Holding portfolios of securities is associated with the risk of the possibility that the investor may realize his returns, which would be much lesser than what he expected to get. There are various factors, which affect the returns:

  1. Price or dividend (interest)
  2. Some are internal to the firm like-
  3. Industrial policy
  4. Management capabilities
  5. Consumer's preference
  6. Labor strike, etc.

These forces are to a large extent controllable and are termed as non systematic risks. An investor can easily manage such non-systematic by having a well-diversified portfolio spread across the companies, industries and groups so that a loss in one may easily be compensated with a gain in other.

There are yet other of influence which are external to the firm, cannot be controlled and affect large number of securities. They are termed as systematic risk. They are:

  1. Economic
  2. Political
  3. Sociological changes are sources of systematic risk.

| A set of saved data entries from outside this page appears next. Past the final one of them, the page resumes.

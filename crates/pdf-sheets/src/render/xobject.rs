//! XObject creation for sheet imposition
//!
//! Each source page becomes one Form XObject in the output document, which
//! the sheet content stream then draws with a transformation matrix.

use crate::constants::DEFAULT_PAGE_DIMENSIONS;
use crate::layout::PageBox;
use crate::types::{Result, SheetError};
use lopdf::{Dictionary, Document, Object, ObjectId, Stream};
use std::collections::HashMap;

/// Guards against cyclic `Parent` chains in malformed page trees
const MAX_INHERITANCE_DEPTH: usize = 32;

/// Objects already copied into the output document.
///
/// Shared by every sheet of one conversion, so a font or image used by
/// several source pages is copied once, and each source page is embedded once.
#[derive(Debug, Default)]
pub struct EmbedCache {
    /// Source object id -> output object id
    objects: HashMap<ObjectId, ObjectId>,
    /// Source page id -> output XObject id
    pages: HashMap<ObjectId, ObjectId>,
}

impl EmbedCache {
    pub fn new() -> Self {
        Self::default()
    }

    /// Number of source pages embedded so far
    pub fn embedded_pages(&self) -> usize {
        self.pages.len()
    }
}

// =============================================================================
// XObject Creation
// =============================================================================

/// Create (or reuse) the Form XObject for a source page.
///
/// # Arguments
/// * `output` - The output document to add the XObject to
/// * `source` - The source document containing the page
/// * `page_id` - The object ID of the source page
/// * `cache` - Objects already copied into `output`
pub fn create_page_xobject(
    output: &mut Document,
    source: &Document,
    page_id: ObjectId,
    cache: &mut EmbedCache,
) -> Result<ObjectId> {
    if let Some(&id) = cache.pages.get(&page_id) {
        return Ok(id);
    }

    let page_dict = source.get_dictionary(page_id)?;
    let bbox = page_box(source, page_id);
    let content_data = get_page_content(source, page_dict)?;

    let mut xobject_dict = Dictionary::new();
    xobject_dict.set("Type", Object::Name(b"XObject".to_vec()));
    xobject_dict.set("Subtype", Object::Name(b"Form".to_vec()));
    xobject_dict.set("FormType", Object::Integer(1));
    xobject_dict.set(
        "BBox",
        Object::Array(vec![
            Object::Real(bbox.llx),
            Object::Real(bbox.lly),
            Object::Real(bbox.urx),
            Object::Real(bbox.ury),
        ]),
    );

    // Resources may live on the page or on any ancestor in the page tree
    if let Some(resources) = inherited_attribute(source, page_id, b"Resources") {
        xobject_dict.set(
            "Resources",
            copy_object_deep(output, source, resources, &mut cache.objects)?,
        );
    }

    let id = output.add_object(Stream::new(xobject_dict, content_data));
    cache.pages.insert(page_id, id);
    log::debug!("Embedded source page {:?} as XObject {:?}", page_id, id);
    Ok(id)
}

// =============================================================================
// Page Geometry
// =============================================================================

/// The MediaBox of a source page, following page-tree inheritance.
///
/// Falls back to US Letter when the box is missing or unreadable.
pub fn page_box(doc: &Document, page_id: ObjectId) -> PageBox {
    let numbers: Option<Vec<f32>> = inherited_attribute(doc, page_id, b"MediaBox")
        .and_then(|obj| resolve(doc, obj).as_array().ok())
        .map(|arr| arr.iter().filter_map(|n| extract_number(resolve(doc, n))).collect());

    match numbers.as_deref() {
        Some(&[x0, y0, x1, y1]) => {
            let page_box = PageBox::new(x0, y0, x1, y1);
            if page_box.is_degenerate() {
                PageBox::default()
            } else {
                page_box
            }
        }
        _ => PageBox::sized(DEFAULT_PAGE_DIMENSIONS.0, DEFAULT_PAGE_DIMENSIONS.1),
    }
}

/// Look up an inheritable page attribute on the page or its ancestors
fn inherited_attribute<'a>(doc: &'a Document, page_id: ObjectId, key: &[u8]) -> Option<&'a Object> {
    let mut current = page_id;
    for _ in 0..MAX_INHERITANCE_DEPTH {
        let dict = doc.get_dictionary(current).ok()?;
        if let Ok(value) = dict.get(key) {
            return Some(value);
        }
        current = dict.get(b"Parent").and_then(Object::as_reference).ok()?;
    }
    None
}

/// Follow one level of indirection
fn resolve<'a>(doc: &'a Document, obj: &'a Object) -> &'a Object {
    match obj {
        Object::Reference(id) => doc.get_object(*id).unwrap_or(obj),
        _ => obj,
    }
}

/// Extract numeric value from a PDF object
fn extract_number(obj: &Object) -> Option<f32> {
    match obj {
        Object::Integer(i) => Some(*i as f32),
        Object::Real(r) => Some(*r),
        _ => None,
    }
}

// =============================================================================
// Page Content Extraction
// =============================================================================

/// Get the content stream data from a page.
fn get_page_content(doc: &Document, page_dict: &Dictionary) -> Result<Vec<u8>> {
    let contents = match page_dict.get(b"Contents") {
        Ok(c) => resolve(doc, c),
        Err(_) => return Ok(Vec::new()), // No content = blank page
    };

    match contents {
        Object::Stream(stream) => stream_data(stream),
        Object::Array(arr) => get_concatenated_content_streams(doc, arr),
        _ => Ok(Vec::new()),
    }
}

/// Concatenate multiple content streams
fn get_concatenated_content_streams(doc: &Document, refs: &[Object]) -> Result<Vec<u8>> {
    let mut result = Vec::new();

    for obj in refs {
        if let Object::Stream(stream) = resolve(doc, obj) {
            result.extend_from_slice(&stream_data(stream)?);
            result.push(b'\n');
        }
    }

    Ok(result)
}

/// Plain content bytes of a stream; fails on filters lopdf cannot decode
fn stream_data(stream: &Stream) -> Result<Vec<u8>> {
    if stream.dict.get(b"Filter").is_err() {
        return Ok(stream.content.clone());
    }
    stream
        .decompressed_content()
        .map_err(|e| SheetError::UndecodableContent(e.to_string()))
}

// =============================================================================
// Deep Copy
// =============================================================================

/// Deep copy an object from source to output document, following references.
///
/// `Parent` links are dropped so copying a resource never drags in the
/// source page tree.
pub fn copy_object_deep(
    output: &mut Document,
    source: &Document,
    obj: &Object,
    cache: &mut HashMap<ObjectId, ObjectId>,
) -> Result<Object> {
    match obj {
        Object::Reference(id) => {
            if let Some(&new_id) = cache.get(id) {
                return Ok(Object::Reference(new_id));
            }

            // Reserve the id first so self-referencing objects terminate
            let new_id = output.new_object_id();
            cache.insert(*id, new_id);

            let referenced = source.get_object(*id)?;
            let copied = copy_object_deep(output, source, referenced, cache)?;
            output.objects.insert(new_id, copied);

            Ok(Object::Reference(new_id))
        }
        Object::Dictionary(dict) => Ok(Object::Dictionary(copy_dictionary(
            output, source, dict, cache,
        )?)),
        Object::Array(arr) => {
            let new_arr: Result<Vec<_>> = arr
                .iter()
                .map(|item| copy_object_deep(output, source, item, cache))
                .collect();
            Ok(Object::Array(new_arr?))
        }
        Object::Stream(stream) => Ok(Object::Stream(Stream {
            dict: copy_dictionary(output, source, &stream.dict, cache)?,
            content: stream.content.clone(),
            allows_compression: stream.allows_compression,
            start_position: None,
        })),
        _ => Ok(obj.clone()),
    }
}

fn copy_dictionary(
    output: &mut Document,
    source: &Document,
    dict: &Dictionary,
    cache: &mut HashMap<ObjectId, ObjectId>,
) -> Result<Dictionary> {
    let mut new_dict = Dictionary::new();
    for (key, value) in dict.iter() {
        if key.as_slice() == b"Parent" {
            continue;
        }
        new_dict.set(key.clone(), copy_object_deep(output, source, value, cache)?);
    }
    Ok(new_dict)
}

For instance, inflation, interest rate, etc. their effect is to cause prices of nearly all-individual stocks to move together in the same manner. We therefore quite often find stock prices falling from time to time in spite of company's earning rising and vice versa.

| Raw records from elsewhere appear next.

mod common;

use common::*;
use lopdf::{Dictionary, Document, Object, Stream};
use pdf_sheets::*;

fn source_line_width(doc: &Document, page_id: lopdf::ObjectId, name: &str) -> String {
    let text = stream_text(xobject(doc, page_id, name));
    text.split_whitespace().nth(1).unwrap().to_string()
}

#[tokio::test]
async fn test_four_pages_make_two_tabloid_sheets() {
    let bytes = to_bytes(create_test_pdf(4));

    let output = convert_bytes(bytes, &ImposeOptions::default()).await.unwrap();
    let doc = Document::load_mem(&output).unwrap();
    let pages = page_ids(&doc);

    assert_eq!(pages.len(), 2);
    for page_id in pages {
        assert_eq!(media_box(&doc, page_id), vec![0.0, 0.0, 1224.0, 792.0]);
    }
}

#[tokio::test]
async fn test_booklet_pairing_puts_last_page_left_on_first_sheet() {
    let bytes = to_bytes(create_test_pdf(4));

    let output = convert_bytes(bytes, &ImposeOptions::default()).await.unwrap();
    let doc = Document::load_mem(&output).unwrap();
    let pages = page_ids(&doc);

    assert_eq!(drawn_xobjects(&doc, pages[0]), vec!["P3", "P0"]);
    assert_eq!(drawn_xobjects(&doc, pages[1]), vec!["P1", "P2"]);

    // XObject content is the original page content
    assert_eq!(source_line_width(&doc, pages[0], "P3"), "4");
    assert_eq!(source_line_width(&doc, pages[0], "P0"), "1");
    assert_eq!(source_line_width(&doc, pages[1], "P1"), "2");
    assert_eq!(source_line_width(&doc, pages[1], "P2"), "3");
}

#[tokio::test]
async fn test_left_half_at_origin_right_half_at_middle() {
    let source = create_test_pdf(4);

    let output = impose(&source, &ImposeOptions::default()).await.unwrap();
    let pages = page_ids(&output);

    for page_id in pages {
        let matrices = draw_matrices(&output, page_id);
        assert_eq!(matrices.len(), 2);
        // Letter pages fill each half exactly
        assert_eq!(matrices[0], vec![1.0, 0.0, 0.0, 1.0, 0.0, 0.0]);
        assert_eq!(matrices[1], vec![1.0, 0.0, 0.0, 1.0, 612.0, 0.0]);
    }
}

#[tokio::test]
async fn test_fold_pairing_keeps_first_page_left() {
    let source = create_test_pdf(4);
    let options = ImposeOptions {
        pairing: Pairing::Fold,
        ..Default::default()
    };

    let output = impose(&source, &options).await.unwrap();
    let pages = page_ids(&output);

    assert_eq!(drawn_xobjects(&output, pages[0]), vec!["P0", "P3"]);
    assert_eq!(drawn_xobjects(&output, pages[1]), vec!["P1", "P2"]);
}

#[tokio::test]
async fn test_three_pages_rejected() {
    let bytes = to_bytes(create_test_pdf(3));

    let result = convert_bytes(bytes, &ImposeOptions::default()).await;
    match result {
        Err(err @ SheetError::InvalidPageCount { .. }) => {
            assert!(err.is_page_count());
            assert_eq!(
                err.to_string(),
                "The PDF must have exactly 4 pages (found 3)."
            );
        }
        other => panic!("Expected InvalidPageCount, got {:?}", other.map(|b| b.len())),
    }
}

#[tokio::test]
async fn test_empty_document_rejected_by_page_count() {
    let source = create_test_pdf(0);

    let result = impose(&source, &ImposeOptions::default()).await;
    assert!(matches!(
        result,
        Err(SheetError::InvalidPageCount {
            expected: 4,
            found: 0
        })
    ));
}

#[tokio::test]
async fn test_open_page_count_accepts_any_even_count() {
    let source = create_test_pdf(8);
    let options = ImposeOptions {
        required_pages: None,
        ..Default::default()
    };

    let output = impose(&source, &options).await.unwrap();
    let pages = page_ids(&output);

    assert_eq!(pages.len(), 4);
    assert_eq!(drawn_xobjects(&output, pages[0]), vec!["P7", "P0"]);
    assert_eq!(drawn_xobjects(&output, pages[1]), vec!["P1", "P6"]);
    assert_eq!(drawn_xobjects(&output, pages[2]), vec!["P5", "P2"]);
    assert_eq!(drawn_xobjects(&output, pages[3]), vec!["P3", "P4"]);
}

#[tokio::test]
async fn test_open_page_count_rejects_odd_count() {
    let source = create_test_pdf(5);
    let options = ImposeOptions {
        required_pages: None,
        ..Default::default()
    };

    let result = impose(&source, &options).await;
    assert!(matches!(result, Err(SheetError::UnpairablePageCount(5))));
}

#[tokio::test]
async fn test_garbage_input_is_a_pdf_error() {
    let result = convert_bytes(b"definitely not a pdf".to_vec(), &ImposeOptions::default()).await;
    assert!(matches!(result, Err(SheetError::Pdf(_))));
}

#[tokio::test]
async fn test_undecodable_content_stream_is_an_error() {
    let mut doc = Document::with_version("1.7");
    let pages_id = doc.new_object_id();

    let mut kids = Vec::new();
    for n in 1..=4 {
        let hex: String = format!("q {} w 0 0 m 612 792 l S Q", n)
            .bytes()
            .map(|b| format!("{:02X}", b))
            .collect();
        let encoded = Stream::new(
            Dictionary::from_iter(vec![("Filter", Object::Name(b"ASCIIHexDecode".to_vec()))]),
            format!("{}>", hex).into_bytes(),
        );
        let content_id = doc.add_object(encoded);
        let page_id = doc.add_object(Dictionary::from_iter(vec![
            ("Type", Object::Name(b"Page".to_vec())),
            ("Parent", Object::Reference(pages_id)),
            ("Contents", Object::Reference(content_id)),
        ]));
        kids.push(Object::Reference(page_id));
    }
    let source = finish_document(doc, pages_id, kids, Dictionary::new());

    let result = impose(&source, &ImposeOptions::default()).await;
    assert!(matches!(result, Err(SheetError::UndecodableContent(_))));

    let result = convert_bytes(to_bytes(source), &ImposeOptions::default()).await;
    assert!(matches!(result, Err(SheetError::UndecodableContent(_))));
}

#[tokio::test]
async fn test_invalid_options_rejected_before_loading() {
    let options = ImposeOptions {
        required_pages: Some(3),
        ..Default::default()
    };

    let result = convert_bytes(Vec::new(), &options).await;
    assert!(matches!(result, Err(SheetError::Config(_))));
}

#[tokio::test]
async fn test_output_is_deterministic() {
    let bytes = to_bytes(create_test_pdf(4));

    let first = convert_bytes(bytes.clone(), &ImposeOptions::default())
        .await
        .unwrap();
    let second = convert_bytes(bytes, &ImposeOptions::default())
        .await
        .unwrap();

    assert_eq!(first, second);
}

#[tokio::test]
async fn test_fit_scaling_centers_a4_pages() {
    let source = create_sized_pdf(&[(595, 842); 4]);
    let options = ImposeOptions {
        scaling: ScalingMode::Fit,
        ..Default::default()
    };

    let output = impose(&source, &options).await.unwrap();
    let pages = page_ids(&output);
    let matrices = draw_matrices(&output, pages[0]);

    let scale = (612.0f32 / 595.0).min(792.0 / 842.0);
    assert!((matrices[0][0] - scale).abs() < 1e-4);
    assert!((matrices[0][3] - scale).abs() < 1e-4);
    // Narrower than the half, so shifted right by half the slack
    let expected_x = (612.0 - 595.0 * scale) / 2.0;
    assert!((matrices[0][4] - expected_x).abs() < 1e-3);
    assert!((matrices[1][4] - (612.0 + expected_x)).abs() < 1e-3);
}

#[tokio::test]
async fn test_inherited_media_box_and_resources() {
    let mut doc = Document::with_version("1.7");
    let pages_id = doc.new_object_id();

    let font_id = doc.add_object(Dictionary::from_iter(vec![
        ("Type", Object::Name(b"Font".to_vec())),
        ("Subtype", Object::Name(b"Type1".to_vec())),
        ("BaseFont", Object::Name(b"Helvetica".to_vec())),
    ]));
    let fonts = Dictionary::from_iter(vec![("F1", Object::Reference(font_id))]);
    let resources = Dictionary::from_iter(vec![("Font", Object::Dictionary(fonts))]);

    let mut kids = Vec::new();
    for n in 1..=4 {
        let content = format!("BT /F1 12 Tf 72 72 Td (Page {}) Tj ET", n);
        let content_id = doc.add_object(Stream::new(Dictionary::new(), content.into_bytes()));
        let page_id = doc.add_object(Dictionary::from_iter(vec![
            ("Type", Object::Name(b"Page".to_vec())),
            ("Parent", Object::Reference(pages_id)),
            ("Contents", Object::Reference(content_id)),
        ]));
        kids.push(Object::Reference(page_id));
    }

    let inherited = Dictionary::from_iter(vec![
        (
            "MediaBox",
            Object::Array(vec![
                Object::Integer(0),
                Object::Integer(0),
                Object::Integer(396),
                Object::Integer(612),
            ]),
        ),
        ("Resources", Object::Dictionary(resources)),
    ]);
    let source = finish_document(doc, pages_id, kids, inherited);

    let output = impose(&source, &ImposeOptions::default()).await.unwrap();
    let pages = page_ids(&output);

    let form = xobject(&output, pages[0], "P3");
    let bbox: Vec<f32> = form
        .dict
        .get(b"BBox")
        .unwrap()
        .as_array()
        .unwrap()
        .iter()
        .map(number)
        .collect();
    assert_eq!(bbox, vec![0.0, 0.0, 396.0, 612.0]);
    assert!(form.dict.get(b"Resources").is_ok());

    // One shared font copied once, even though all four pages use it
    let font_copies = output
        .objects
        .values()
        .filter(|obj| {
            obj.as_dict()
                .map(|d| d.get(b"Type").and_then(|t| t.as_name()).ok() == Some(b"Font".as_slice()))
                .unwrap_or(false)
        })
        .count();
    assert_eq!(font_copies, 1);

    // Stretched from half-letter into the 612 x 792 half
    let matrices = draw_matrices(&output, pages[0]);
    assert!((matrices[0][0] - 612.0 / 396.0).abs() < 1e-4);
    assert!((matrices[0][3] - 792.0 / 612.0).abs() < 1e-4);
}

#[tokio::test]
async fn test_custom_sheet_size() {
    let source = create_test_pdf(4);
    let options = ImposeOptions {
        sheet: SheetGeometry::from_inches(11.0, 8.5),
        ..Default::default()
    };

    let output = impose(&source, &options).await.unwrap();
    for page_id in page_ids(&output) {
        assert_eq!(media_box(&output, page_id), vec![0.0, 0.0, 792.0, 612.0]);
    }
}

#[tokio::test]
async fn test_load_pdf() {
    use tempfile::NamedTempFile;

    let temp = NamedTempFile::new().unwrap();
    std::fs::write(temp.path(), to_bytes(create_test_pdf(4))).unwrap();

    let loaded = load_pdf(temp.path()).await.unwrap();
    assert_eq!(loaded.get_pages().len(), 4);
}

#[tokio::test]
async fn test_save_pdf() {
    use tempfile::NamedTempFile;

    let output = impose(&create_test_pdf(4), &ImposeOptions::default())
        .await
        .unwrap();
    let temp = NamedTempFile::new().unwrap();

    save_pdf(output, temp.path()).await.unwrap();

    let loaded = Document::load(temp.path()).unwrap();
    assert_eq!(loaded.get_pages().len(), 2);
}

#[tokio::test]
async fn test_save_pdf_bytes_round_trips_through_loader() {
    let output = impose(&create_test_pdf(4), &ImposeOptions::default())
        .await
        .unwrap();

    let bytes = save_pdf_bytes(output).await.unwrap();
    let reloaded = load_pdf_bytes(bytes).await.unwrap();
    assert_eq!(reloaded.get_pages().len(), 2);
}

Rational Behind the development of derivatives market is to manage this systematic risk, liquidity in the sense of being able to buy and sell relatively large amounts quickly without substantial price concession.

In debt market, a large position of the total risk of securities is systematic. Debt instruments are also finite life securities with limited marketability due to their small size relative to many common stocks. Those factors favor for the purpose of both portfolio hedging and speculation, the introduction of a derivatives securities that is on some broader market rather than an individual security.


The trading of derivatives is governed by the provisions contained in the SC R A, the SEBI Act, and the regulations framed there under the rules and byelaws of stock exchanges.

Regulation for Derivative Trading:

SEBI set up a 24 member committed under Chairmanship of Dr. L. C. Gupta develop the appropriate regulatory framework for derivative trading in India. The committee submitted its report in March 1998. On May 11, 1998 SEBI accepted the recommendations of the committee and approved the phased introduction of derivatives trading in India beginning with stock index Futures. SEBI also approved he "suggestive bye-laws" recommended by the committee for regulation and control of trading and settlement of Derivative contract.

The provision in the SCR Act governs the trading in the securities. The amendment of the SCR Act to include "DERIVATIVES" within the ambit of securities in the SCR Act made trading in Derivatives possible with in the framework of the Act.

  1. Eligibility criteria as prescribed in the L. C. Gupta committee report may apply to SEBI for grant of recognition under section 4 of the SCR Act, 1956 to start Derivatives Trading. The derivative exchange/segment should have a separate governing council and representation of trading/clearing member shall be limited to maximum 40% of the total members of the governing council. The exchange shall regulate the sales practices of its members and will obtain approval of SEBI before start of Trading in any derivative contract.
  2. The exchange shall have minimum 50 members.
  3. The members of an existing segment of the exchange will not automatically become the members of the derivatives segment. The members of the derivatives segment need to fulfill the eligibility conditions as lay down by the L. C. Gupta committee.
  4. The clearing and settlement of derivatives trades shall be through a SEBI approved clearing corporation/clearing house. Clearing Corporation/Clearing House complying with the eligibility conditions as lay down By the committee have to apply to SEBI for grant of approval.
  5. Derivatives broker/dealers and Clearing members are required to seek registration from SEBI.
  6. The Minimum contract value shall not be less than Rs.2 Lakh. Exchange should also submit details of the futures contract they purpose to introduce.
  7. The trading members are required to have qualified approved user and sales persons who have passed a certification programme approved by SEBI

Introduction to futures and options

In recent years, derivatives have become increasingly important in the field of finance. While futures and options are now actively traded on many exchanges, forward contracts are popular on the OTC market. In this chapter we shall study in detail these three derivative contracts.

Forward contracts

A forward contract is an agreement to buy or sell an asset on a specified date for a specified price. One of the parties to the contract assumes a long position and agrees to buy the underlying asset on a certain specified future date for a certain specified price. The other party assumes a short position and agrees to sell the asset on the same date for the same price. Other contract details like delivery date, price and quantity are negotiated bilaterally by the parties to the contract. The forward contracts are normally traded outside the exchanges. The salient features of forward contracts are:

They are bilateral contracts and hence exposed to counter-party risk.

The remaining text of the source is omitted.